In the US, however, where these new cases occurred are the same places where malaria would have infected people before it was locally eliminated; they already have Anopheles mosquitoes, and their weather is already warm enough to sustain them. So climate change may not have made these people more vulnerable than before.
That makes it even more important that municipalities in risky areas deploy robust mosquito control measures. It’s a big ask. Mosquito abatement is locally controlled in the US, and it’s very patchy: Some Florida cities can field the equivalent of a small Air Force of sprayer planes, but elsewhere in the South, funds are thin. “I hope this is a further wake-up call that there needs to be more investment in vector surveillance and vector control,” Boyce says. “So you spot it in the mosquitoes before you have a human case.”

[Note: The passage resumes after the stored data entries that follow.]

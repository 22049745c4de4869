use std::env;
use std::fs;
use std::path::{Path, PathBuf};

/// Каталог target/debug или target/release по OUT_DIR (target/<profile>/build/<crate>/out)
fn profile_dir() -> Option<PathBuf> {
    let out_dir = env::var("OUT_DIR").ok()?;
    let profile = env::var("PROFILE").ok()?;
    Path::new(&out_dir)
        .ancestors()
        .find(|p| p.ends_with(&profile))
        .map(Path::to_path_buf)
}

fn copy_dir(from: &Path, to: &Path) -> std::io::Result<usize> {
    fs::create_dir_all(to)?;
    let mut copied = 0;
    for entry in fs::read_dir(from)? {
        let entry = entry?;
        if entry.file_type()?.is_file() {
            fs::copy(entry.path(), to.join(entry.file_name()))?;
            copied += 1;
        }
    }
    Ok(copied)
}

fn main() {
    println!("cargo:rerun-if-changed=../../config.toml");
    println!("cargo:rerun-if-changed=../../migrations");

    let workspace_root = Path::new(env!("CARGO_MANIFEST_DIR")).join("../..");
    let Some(target_dir) = profile_dir() else {
        println!("cargo:warning=Could not find target profile directory, skipping copy");
        return;
    };

    // config.toml и migrations/ кладутся рядом с исполняемым файлом
    let source_config = workspace_root.join("config.toml");
    if source_config.exists() {
        match fs::copy(&source_config, target_dir.join("config.toml")) {
            Ok(_) => println!("cargo:warning=Copied config.toml to {:?}", target_dir),
            Err(e) => panic!("Failed to copy config.toml: {}", e),
        }
    } else {
        println!(
            "cargo:warning=config.toml not found at {:?}, using default config",
            source_config
        );
    }

    let source_migrations = workspace_root.join("migrations");
    if source_migrations.is_dir() {
        if let Err(e) = copy_dir(&source_migrations, &target_dir.join("migrations")) {
            panic!("Failed to copy migrations: {}", e);
        }
    }
}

In the end, keeping malaria from spreading in the US is simple but not easy. Simple, because it requires only that people not bring the infection into the country. But not easy, because any malaria prevention plan must take into account the enormous numbers of people entering the US from endemic zones, whether as tourists, economic migrants, or asylum seekers and refugees. Human movement spreads malaria and has done so since prehistory. That movement is unlikely to stop, but the risk of infection can be reduced.
Travelers can prevent malaria infection by taking a daily or weekly dose of drugs that kill the parasite as it circulates in the blood or reproduces in the liver. Almost all antimalarials have some side effects, however, from mild ones such as stomach upset and headaches to vivid dreams and flashes of psychosis, and so people often forgo them. With post-Covid “revenge travel” still booming, more Americans than ever are venturing to tropical endemic zones—and if they don’t protect themselves, they may bring malaria home as an unintended souvenir.
“We already have 2,000 cases a year, and a lot of those are because people did not take precautions,” says Johanna Daily, a longtime malaria researcher who is a professor at Albert Einstein College of Medicine and a physician at Montefiore Health System. “If people are traveling to endemic areas, please go to a travel clinic, please take antimalarials. It could prevent malaria here in the US.”